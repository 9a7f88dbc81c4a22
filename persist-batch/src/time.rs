use chrono::{DateTime, Utc};

pub trait TimeSource: Send + Sync {
    fn now(&self) -> DateTime<Utc>;
}

#[derive(Clone)]
pub struct SystemTime {}

impl TimeSource for SystemTime {
    fn now(&self) -> DateTime<Utc> {
        Utc::now()
    }
}

/// Milliseconds elapsed between two instants, clamped at zero.
pub fn elapsed_ms(start: &DateTime<Utc>, end: &DateTime<Utc>) -> u64 {
    u64::try_from(end.signed_duration_since(*start).num_milliseconds()).unwrap_or(0)
}

#[cfg(test)]
mod tests {
    use super::*;
    use chrono::Duration;

    #[test]
    fn test_elapsed_ms() {
        let start = Utc::now();

        assert_eq!(elapsed_ms(&start, &(start + Duration::milliseconds(1500))), 1500);
        assert_eq!(elapsed_ms(&start, &start), 0);
        assert_eq!(elapsed_ms(&start, &(start - Duration::seconds(5))), 0);
    }
}
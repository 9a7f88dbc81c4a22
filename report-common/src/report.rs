//! # Report
//!
//! The input event handed over by the ingestion pipeline, and the normalized records derived
//! from it. Normalization is a pure transform: it either accepts the whole batch or rejects it
//! with an error naming the offending field.
use std::collections::BTreeMap;

use chrono::{DateTime, Utc};
use serde::{Deserialize, Serialize};
use serde_json::Value;
use thiserror::Error;

use crate::timestamp::{canonical, parse_instant, sort_key_timestamp};

/// Enumeration of validation errors raised while normalizing an input event.
/// Every variant names the field path that failed, e.g. `reports[2].playerId`.
#[derive(Error, Debug, PartialEq, Eq)]
pub enum ValidationError {
    #[error("event.reports must be an array")]
    ReportsNotArray,
    #[error("reports[{0}] must be an object")]
    ReportNotObject(usize),
    #[error("{0} is required")]
    MissingField(String),
    #[error("{0} must be an ISO-8601 string")]
    TimestampNotString(String),
    #[error("{0} must be a valid ISO-8601 timestamp")]
    InvalidTimestamp(String),
    #[error("{0} must contain at least one entry")]
    EmptyCategories(String),
}

/// The event consumed from the ingestion pipeline.
///
/// Fields are kept as raw JSON values so that shape errors can be reported per record and
/// per field, rather than as a single deserialization failure for the whole batch. Provenance
/// fields that are not strings are treated as absent.
#[derive(Debug, Default, Clone, Deserialize, Serialize)]
#[serde(rename_all = "camelCase")]
pub struct PersistBatchEvent {
    #[serde(default)]
    pub ingestion_id: Option<Value>,
    #[serde(default)]
    pub source_bucket: Option<Value>,
    #[serde(default)]
    pub source_key: Option<Value>,
    #[serde(default)]
    pub correlation_id: Option<Value>,
    #[serde(default)]
    pub ingest_started_at: Option<Value>,
    #[serde(default)]
    pub trace_header: Option<Value>,
    #[serde(default)]
    pub reports: Value,
}

/// A single report as it appears in the event. Every field is optional at this stage.
#[derive(Debug, Deserialize)]
#[serde(rename_all = "camelCase")]
struct RawReport {
    #[serde(default)]
    report_id: Option<Value>,
    #[serde(default)]
    player_id: Option<Value>,
    #[serde(default)]
    coach_id: Option<Value>,
    #[serde(default)]
    report_timestamp: Option<Value>,
    #[serde(default)]
    categories: Option<Value>,
    #[serde(default)]
    created_at: Option<Value>,
    #[serde(default)]
    team_id: Option<Value>,
    #[serde(default)]
    player_email: Option<Value>,
    #[serde(default)]
    player_name: Option<Value>,
}

/// Where a batch came from. Shared by every record of the batch and stamped on what we write.
#[derive(Debug, Default, Clone, PartialEq, Eq)]
pub struct Provenance {
    pub ingestion_id: Option<String>,
    pub source_bucket: Option<String>,
    pub source_key: Option<String>,
    pub correlation_id: Option<String>,
    pub ingest_started_at: Option<DateTime<Utc>>,
    pub trace_header: Option<String>,
}

impl Provenance {
    /// The canonical form of `ingest_started_at`, as persisted.
    pub fn ingest_started_at_canonical(&self) -> Option<String> {
        self.ingest_started_at.as_ref().map(canonical)
    }
}

/// A report in canonical form, ready to be persisted.
#[derive(Debug, Clone, PartialEq, Eq)]
pub struct ReportRecord {
    pub report_id: String,
    pub player_id: String,
    pub coach_id: String,
    /// Canonical ISO-8601, millisecond precision.
    pub report_timestamp: String,
    /// `YYYYMMDDTHHMMSS` derived from `report_timestamp`.
    pub report_timestamp_key: String,
    /// Canonical ISO-8601. Falls back to `report_timestamp` when absent from the input.
    pub created_at: String,
    pub categories: BTreeMap<String, String>,
    pub team_id: Option<String>,
    pub player_email: Option<String>,
    pub player_name: Option<String>,
    /// `REPORT#{report_timestamp_key}#{report_id}`
    pub sort_key: String,
    /// `CREATED#{report_timestamp_key}#{report_id}`, only when a team is known.
    pub team_sort_key: Option<String>,
}

/// The outcome of normalizing an event: provenance plus records in input order.
#[derive(Debug, Clone, PartialEq, Eq)]
pub struct NormalizedBatch {
    pub provenance: Provenance,
    pub records: Vec<ReportRecord>,
}

/// Validate and canonicalize an input event.
///
/// Any invalid record fails the whole batch: we never accept part of a malformed input.
pub fn normalize(event: &PersistBatchEvent) -> Result<NormalizedBatch, ValidationError> {
    let reports = event
        .reports
        .as_array()
        .ok_or(ValidationError::ReportsNotArray)?;

    let ingest_started_at = match optional_string(event.ingest_started_at.as_ref()) {
        Some(value) => Some(
            parse_instant(&value)
                .ok_or_else(|| ValidationError::InvalidTimestamp("event.ingestStartedAt".to_owned()))?,
        ),
        None => None,
    };

    let provenance = Provenance {
        ingestion_id: optional_string(event.ingestion_id.as_ref()),
        source_bucket: optional_string(event.source_bucket.as_ref()),
        source_key: optional_string(event.source_key.as_ref()),
        correlation_id: optional_string(event.correlation_id.as_ref()),
        ingest_started_at,
        trace_header: optional_string(event.trace_header.as_ref()),
    };

    let records = reports
        .iter()
        .enumerate()
        .map(|(index, report)| normalize_report(index, report))
        .collect::<Result<Vec<_>, _>>()?;

    Ok(NormalizedBatch {
        provenance,
        records,
    })
}

fn normalize_report(index: usize, report: &Value) -> Result<ReportRecord, ValidationError> {
    if !report.is_object() {
        return Err(ValidationError::ReportNotObject(index));
    }
    // An object never fails to deserialize here: every field is optional and untyped.
    let raw: RawReport = serde_json::from_value(report.clone())
        .map_err(|_| ValidationError::ReportNotObject(index))?;

    let path = format!("reports[{index}]");

    let report_id = required_string(raw.report_id.as_ref(), &path, "reportId")?;
    let player_id = required_string(raw.player_id.as_ref(), &path, "playerId")?;
    let coach_id = required_string(raw.coach_id.as_ref(), &path, "coachId")?;

    let report_instant = required_instant(raw.report_timestamp.as_ref(), &path, "reportTimestamp")?;
    let report_timestamp = canonical(&report_instant);
    let created_at = match raw.created_at.as_ref().filter(|value| is_present(value)) {
        Some(value) => canonical(&required_instant(Some(value), &path, "createdAt")?),
        None => report_timestamp.clone(),
    };

    let categories = normalize_categories(raw.categories.as_ref(), &path)?;

    let report_timestamp_key = sort_key_timestamp(&report_instant);
    let team_id = optional_string(raw.team_id.as_ref());
    let sort_key = format!("REPORT#{report_timestamp_key}#{report_id}");
    let team_sort_key = team_id
        .as_ref()
        .map(|_| format!("CREATED#{report_timestamp_key}#{report_id}"));

    Ok(ReportRecord {
        report_id,
        player_id,
        coach_id,
        report_timestamp,
        report_timestamp_key,
        created_at,
        categories,
        team_id,
        player_email: optional_string(raw.player_email.as_ref()),
        player_name: optional_string(raw.player_name.as_ref()),
        sort_key,
        team_sort_key,
    })
}

/// Keep every category with a non-empty trimmed name. Blank feedback is valid and kept as an
/// empty string; only an empty set of categories is rejected.
fn normalize_categories(
    categories: Option<&Value>,
    path: &str,
) -> Result<BTreeMap<String, String>, ValidationError> {
    let entries = match categories {
        Some(Value::Object(entries)) => entries,
        _ => return Err(ValidationError::MissingField(format!("{path}.categories"))),
    };

    let categories: BTreeMap<String, String> = entries
        .iter()
        .filter_map(|(name, feedback)| {
            let name = name.trim();
            if name.is_empty() {
                return None;
            }
            Some((name.to_owned(), category_text(feedback)))
        })
        .collect();

    if categories.is_empty() {
        return Err(ValidationError::EmptyCategories(format!("{path}.categories")));
    }

    Ok(categories)
}

fn category_text(feedback: &Value) -> String {
    match feedback {
        Value::Null => String::new(),
        Value::String(text) => text.trim().to_owned(),
        other => other.to_string().trim().to_owned(),
    }
}

fn required_string(value: Option<&Value>, path: &str, name: &str) -> Result<String, ValidationError> {
    optional_string(value).ok_or_else(|| ValidationError::MissingField(format!("{path}.{name}")))
}

fn required_instant(
    value: Option<&Value>,
    path: &str,
    name: &str,
) -> Result<DateTime<Utc>, ValidationError> {
    let field = format!("{path}.{name}");
    let text = match value {
        Some(Value::String(text)) if !text.trim().is_empty() => text,
        _ => return Err(ValidationError::TimestampNotString(field)),
    };

    parse_instant(text).ok_or(ValidationError::InvalidTimestamp(field))
}

fn optional_string(value: Option<&Value>) -> Option<String> {
    match value {
        Some(Value::String(text)) => trimmed_owned(Some(text.as_str())),
        _ => None,
    }
}

fn is_present(value: &Value) -> bool {
    match value {
        Value::Null => false,
        Value::String(text) => !text.is_empty(),
        _ => true,
    }
}

fn trimmed(value: Option<&str>) -> Option<&str> {
    value.map(str::trim).filter(|value| !value.is_empty())
}

fn trimmed_owned(value: Option<&str>) -> Option<String> {
    trimmed(value).map(str::to_owned)
}
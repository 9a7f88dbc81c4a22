use report_common::report::{Provenance, ReportRecord};
use report_common::store::StoreError;
use tracing::{debug, warn};

use crate::error::{FailureDetail, WriteError};
use crate::writer::TransactionalWriter;

/// Tally of a group whose records were retried one at a time.
#[derive(Debug, Clone, Default, PartialEq, Eq)]
pub struct RetryOutcome {
    /// Ids of the reports created by the retries.
    pub persisted: Vec<String>,
    pub skipped: usize,
    pub failures: Vec<FailureDetail>,
}

impl RetryOutcome {
    pub fn processed(&self) -> usize {
        self.persisted.len()
    }
}

/// What to do after a group write failed.
#[derive(Debug)]
pub enum Resolution {
    /// The group hit a duplicate and every record was retried on its own.
    Retried(RetryOutcome),
    /// The failure was not a duplicate. The rest of the batch must be abandoned.
    Fatal(StoreError),
}

/// Turns a failed group write into either per-record retries or a fatal error.
#[derive(Clone)]
pub struct ConflictResolver {
    writer: TransactionalWriter,
}

impl ConflictResolver {
    pub fn new(writer: TransactionalWriter) -> Self {
        Self { writer }
    }

    pub async fn resolve(
        &self,
        records: &[ReportRecord],
        provenance: &Provenance,
        error: WriteError,
    ) -> Resolution {
        match error {
            WriteError::Storage(error) => Resolution::Fatal(error),
            WriteError::DuplicateConflict(_) => {
                warn!(
                    group_size = records.len(),
                    "group hit an existing report, retrying records individually"
                );
                Resolution::Retried(self.retry_individually(records, provenance).await)
            }
        }
    }

    async fn retry_individually(
        &self,
        records: &[ReportRecord],
        provenance: &Provenance,
    ) -> RetryOutcome {
        let mut outcome = RetryOutcome::default();

        for record in records {
            match self
                .writer
                .write(std::slice::from_ref(record), provenance)
                .await
            {
                Ok(()) => outcome.persisted.push(record.report_id.clone()),
                Err(WriteError::DuplicateConflict(_)) => {
                    debug!(report_id = %record.report_id, "skipping already persisted report");
                    outcome.skipped += 1;
                }
                Err(WriteError::Storage(error)) => {
                    warn!(report_id = %record.report_id, "failed to persist report: {}", error);
                    outcome.failures.push(FailureDetail {
                        report_id: record.report_id.clone(),
                        message: error.to_string(),
                    });
                }
            }
        }

        outcome
    }
}
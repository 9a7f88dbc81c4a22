pub mod audit;
pub mod config;
pub mod error;
pub mod handlers;
pub mod persister;
pub mod planner;
pub mod publisher;
pub mod resolver;
pub mod time;
pub mod writer;
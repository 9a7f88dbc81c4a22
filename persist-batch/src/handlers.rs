use axum::extract::State;
use axum::routing::{get, post};
use axum::{Json, Router};
use report_common::report::PersistBatchEvent;
use tower_http::trace::TraceLayer;

use crate::error::{PersistError, PersistSummary};
use crate::persister::BatchPersister;

async fn index() -> &'static str {
    "persist-batch"
}

pub async fn persist(
    State(persister): State<BatchPersister>,
    Json(event): Json<PersistBatchEvent>,
) -> Result<Json<PersistSummary>, PersistError> {
    persister.persist(&event).await.map(Json)
}

pub fn add_routes(router: Router, persister: BatchPersister) -> Router {
    router.merge(
        Router::new()
            .route("/", get(index))
            .route("/persist", post(persist))
            .layer(TraceLayer::new_for_http())
            .with_state(persister),
    )
}
pub mod dynamo;
pub mod metrics;
pub mod report;
pub mod store;
pub mod timestamp;
use super::{FetchRequest, FetchResult, Renderer};
use crate::config::BrowserConfig;
use crate::error::CrawlError;
use fantoccini::error::CmdError;
use fantoccini::wd::Capabilities;
use fantoccini::{Client, ClientBuilder, Locator};
use serde_json::json;
use tokio::time::timeout;

/// Endpoints tried when the configured WebDriver URL does not answer
const FALLBACK_WEBDRIVER_URLS: [&str; 4] = [
    "http://localhost:9515", // ChromeDriver default
    "http://localhost:4723", // Appium default
    "http://localhost:9222", // Chrome debug port default
    "http://127.0.0.1:4444", // Try with IP instead of localhost
];

/// Renders pages in a real browser driven over WebDriver
pub struct WebDriverRenderer {
    client: Client,
    browser: BrowserConfig,
}

impl WebDriverRenderer {
    /// Connects to the WebDriver instance, falling back to common local endpoints
    pub async fn connect(webdriver_url: &str, browser: &BrowserConfig) -> Result<Self, CrawlError> {
        let mut builder = ClientBuilder::native();
        builder.capabilities(capabilities(browser));

        let mut last_error = match builder.connect(webdriver_url).await {
            Ok(client) => {
                ::log::debug!("Connected to WebDriver at {}", webdriver_url);
                return Ok(Self::with_client(client, browser));
            }
            Err(e) => {
                ::log::error!("Failed to connect to WebDriver at {}: {}", webdriver_url, e);
                e.to_string()
            }
        };

        for url in FALLBACK_WEBDRIVER_URLS {
            if url == webdriver_url {
                continue;
            }

            ::log::info!("Trying fallback WebDriver URL: {}", url);
            match builder.connect(url).await {
                Ok(client) => {
                    ::log::debug!("Connected to fallback WebDriver at {}", url);
                    return Ok(Self::with_client(client, browser));
                }
                Err(e) => last_error = e.to_string(),
            }
        }

        ::log::error!(
            "Make sure a WebDriver server is running or set the WEBDRIVER_URL environment variable"
        );
        Err(CrawlError::WebDriver(last_error))
    }

    fn with_client(client: Client, browser: &BrowserConfig) -> Self {
        Self {
            client,
            browser: browser.clone(),
        }
    }

    /// Ends the browser session
    pub async fn close(self) {
        if let Err(e) = self.client.close().await {
            ::log::warn!("Failed to close WebDriver session: {}", e);
        }
    }

    /// Navigates and returns the page source, or `None` when the scope is absent
    async fn render(&self, request: &FetchRequest<'_>) -> Result<Option<String>, CmdError> {
        self.client.goto(request.url).await?;

        if let Some(selector) = request.wait_for {
            self.client
                .wait()
                .at_most(self.browser.wait_timeout())
                .for_element(Locator::Css(selector))
                .await?;
        }

        if let Some(scope) = request.scope {
            if self.client.find_all(Locator::Css(scope)).await?.is_empty() {
                return Ok(None);
            }
        }

        self.client.source().await.map(Some)
    }
}

impl Renderer for WebDriverRenderer {
    async fn fetch(&self, request: &FetchRequest<'_>) -> FetchResult {
        let started = std::time::Instant::now();
        ::log::debug!("RENDER: {}", request.url);

        let outcome = timeout(self.browser.page_load_timeout(), self.render(request)).await;

        let result = match outcome {
            Ok(Ok(Some(html))) => FetchResult::ok(html),
            Ok(Ok(None)) => {
                ::log::warn!(
                    "Nothing matches {:?} on {}",
                    request.scope.unwrap_or_default(),
                    request.url
                );
                FetchResult::failed()
            }
            Ok(Err(e)) => {
                handle_navigation_error(&e, request.url);
                FetchResult::failed()
            }
            Err(_) => {
                ::log::error!("Timeout rendering: {}", request.url);
                FetchResult::failed()
            }
        };

        ::log::debug!(
            "Rendered {} in {:.2} seconds",
            request.url,
            started.elapsed().as_secs_f64()
        );
        result
    }
}

/// Logs errors that occur during navigation or page source retrieval
fn handle_navigation_error(error: &CmdError, url: &str) {
    if error.to_string().contains("Unable to find session") {
        ::log::warn!("Lost WebDriver session while rendering {}", url);
    } else {
        ::log::error!("Failed to render {}: {}", url, error);
    }
}

/// Capabilities for Chrome and Firefox built from the browser settings.
///
/// The disk cache is disabled so every navigation reaches the network.
fn capabilities(browser: &BrowserConfig) -> Capabilities {
    let mut chrome_args = vec![
        format!("--window-size={},{}", browser.window_width, browser.window_height),
        "--disk-cache-size=0".to_string(),
        "--disable-application-cache".to_string(),
    ];
    let mut firefox_args = vec![
        format!("--width={}", browser.window_width),
        format!("--height={}", browser.window_height),
    ];
    if browser.headless {
        chrome_args.push("--headless=new".to_string());
        firefox_args.push("-headless".to_string());
    }
    if let Some(user_agent) = &browser.user_agent {
        chrome_args.push(format!("--user-agent={}", user_agent));
    }

    let mut firefox_options = json!({
        "args": firefox_args,
        "prefs": { "browser.cache.disk.enable": false, "browser.cache.memory.enable": false }
    });
    if let Some(user_agent) = &browser.user_agent {
        firefox_options["prefs"]["general.useragent.override"] = json!(user_agent);
    }

    let mut caps = Capabilities::new();
    caps.insert("goog:chromeOptions".to_string(), json!({ "args": chrome_args }));
    caps.insert("moz:firefoxOptions".to_string(), firefox_options);
    caps
}
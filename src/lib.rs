pub mod config;
pub mod crawlers;
pub mod error;
pub mod filter;
pub mod output;
pub mod parsers;
pub mod render;
pub mod results;
pub mod visited;

// Re-export commonly used types for convenience
pub use config::CatalogConfig;
pub use error::CrawlError;
pub use render::{MemoryRenderer, Renderer, WebDriverRenderer};
pub use results::{CrawlDocument, PageRecord};

use std::path::Path;

/// Main builder for a catalog crawl
pub struct Catalog {
    config: CatalogConfig,
    webdriver_url: Option<String>,
}

impl Default for Catalog {
    fn default() -> Self {
        Self::with_config(CatalogConfig::default())
    }
}

impl Catalog {
    /// Create a new Catalog builder for the catalog rooted at `base_url`
    pub fn new(base_url: &str) -> Self {
        Self::with_config(CatalogConfig::new(base_url))
    }

    /// Create a builder from a complete configuration
    pub fn with_config(config: CatalogConfig) -> Self {
        Self {
            config,
            webdriver_url: None,
        }
    }

    /// Load configuration from a JSON file
    pub fn with_config_file(path: impl AsRef<Path>) -> Result<Self, CrawlError> {
        Ok(Self::with_config(CatalogConfig::from_file(path)?))
    }

    /// Load configuration from a JSON string
    pub fn with_config_str(json: &str) -> Result<Self, CrawlError> {
        Ok(Self::with_config(CatalogConfig::from_json(json)?))
    }

    /// Set where the final document is written
    pub fn with_output(mut self, path: impl AsRef<Path>) -> Self {
        self.config.output_path = path.as_ref().to_string_lossy().into_owned();
        self
    }

    /// Use this WebDriver endpoint, ignoring `WEBDRIVER_URL`
    pub fn with_webdriver_url(mut self, url: &str) -> Self {
        self.webdriver_url = Some(url.to_string());
        self
    }

    /// Set the pause after each category, in milliseconds
    pub fn with_politeness_delay(mut self, millis: u64) -> Self {
        self.config.politeness_delay_ms = millis;
        self
    }

    pub fn config(&self) -> &CatalogConfig {
        &self.config
    }

    /// Crawl in a browser over WebDriver and write the result.
    ///
    /// The endpoint comes from [`Catalog::with_webdriver_url`], then the
    /// `WEBDRIVER_URL` environment variable, then the configuration.
    pub async fn crawl(self) -> Result<CrawlDocument, CrawlError> {
        let webdriver_url = match self.webdriver_url {
            Some(url) => url,
            None => std::env::var("WEBDRIVER_URL")
                .ok()
                .filter(|url| !url.is_empty())
                .unwrap_or_else(|| self.config.webdriver_url.clone()),
        };

        let renderer = WebDriverRenderer::connect(&webdriver_url, &self.config.browser).await?;
        let result = crawlers::crawl(&renderer, self.config).await;
        renderer.close().await;
        result
    }

    /// Crawl with a caller-supplied renderer and write the result
    pub async fn crawl_with<R: Renderer>(self, renderer: &R) -> Result<CrawlDocument, CrawlError> {
        crawlers::crawl(renderer, self.config).await
    }
}

#[cfg(test)]
mod tests {
    use super::*;

    #[test]
    fn test_builder_overrides() {
        let catalog = Catalog::new("http://localhost:8080/shop")
            .with_output("/tmp/out.json")
            .with_politeness_delay(0);
        assert_eq!(catalog.config().base_url, "http://localhost:8080/shop");
        assert_eq!(catalog.config().output_path, "/tmp/out.json");
        assert_eq!(catalog.config().politeness_delay_ms, 0);
        assert_eq!(catalog.config().site, "WebScraper.io Test Site");
    }

    #[tokio::test]
    async fn test_crawl_with_memory_renderer() {
        let dir = tempfile::tempdir().unwrap();
        let output = dir.path().join("catalog.json");
        let renderer = MemoryRenderer::new()
            .with_page(
                "https://shop.test/",
                r#"<ul id="side-menu"><li><a href="/shop/phones">Phones</a></li></ul>"#,
            )
            .with_page(
                "https://shop.test/shop/phones",
                r#"<div class="caption"><a class="title" href="/shop/phones/1">Nokia</a></div>"#,
            )
            .with_page(
                "https://shop.test/shop/phones/1",
                format!("<h1>Nokia 123</h1><p>{}</p>", "Durable phone. ".repeat(10)),
            );

        let document = Catalog::new("https://shop.test")
            .with_output(&output)
            .with_politeness_delay(0)
            .crawl_with(&renderer)
            .await
            .unwrap();

        assert_eq!(document.total_pages, 1);
        assert_eq!(document.pages[0].title, "Nokia 123");
        assert_eq!(document.pages[0].price, "N/A");
        assert!(output.exists());
    }
}
use std::collections::HashSet;

/// URLs already attempted in one crawl session.
///
/// A URL is marked before its fetch is issued, so a page that fails to load is
/// still never requested a second time.
#[derive(Debug, Default)]
pub struct VisitedRegistry {
    urls: HashSet<String>,
}

impl VisitedRegistry {
    pub fn new() -> Self {
        Self::default()
    }

    pub fn seen(&self, url: &str) -> bool {
        self.urls.contains(url)
    }

    pub fn mark(&mut self, url: &str) {
        self.urls.insert(url.to_string());
    }

    /// Checks if a URL has been visited and marks it as visited if not.
    ///
    /// Returns `true` when the caller is the first to claim the URL.
    pub fn claim(&mut self, url: &str) -> bool {
        if self.seen(url) {
            ::log::trace!("Skipping already visited: {}", url);
            return false;
        }
        self.mark(url);
        true
    }

    pub fn len(&self) -> usize {
        self.urls.len()
    }

    pub fn is_empty(&self) -> bool {
        self.urls.is_empty()
    }
}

· · · ·

Please count up the lines in the listing above holding the string "StoreError", and say the number with nothing else.

◆ Final answer
2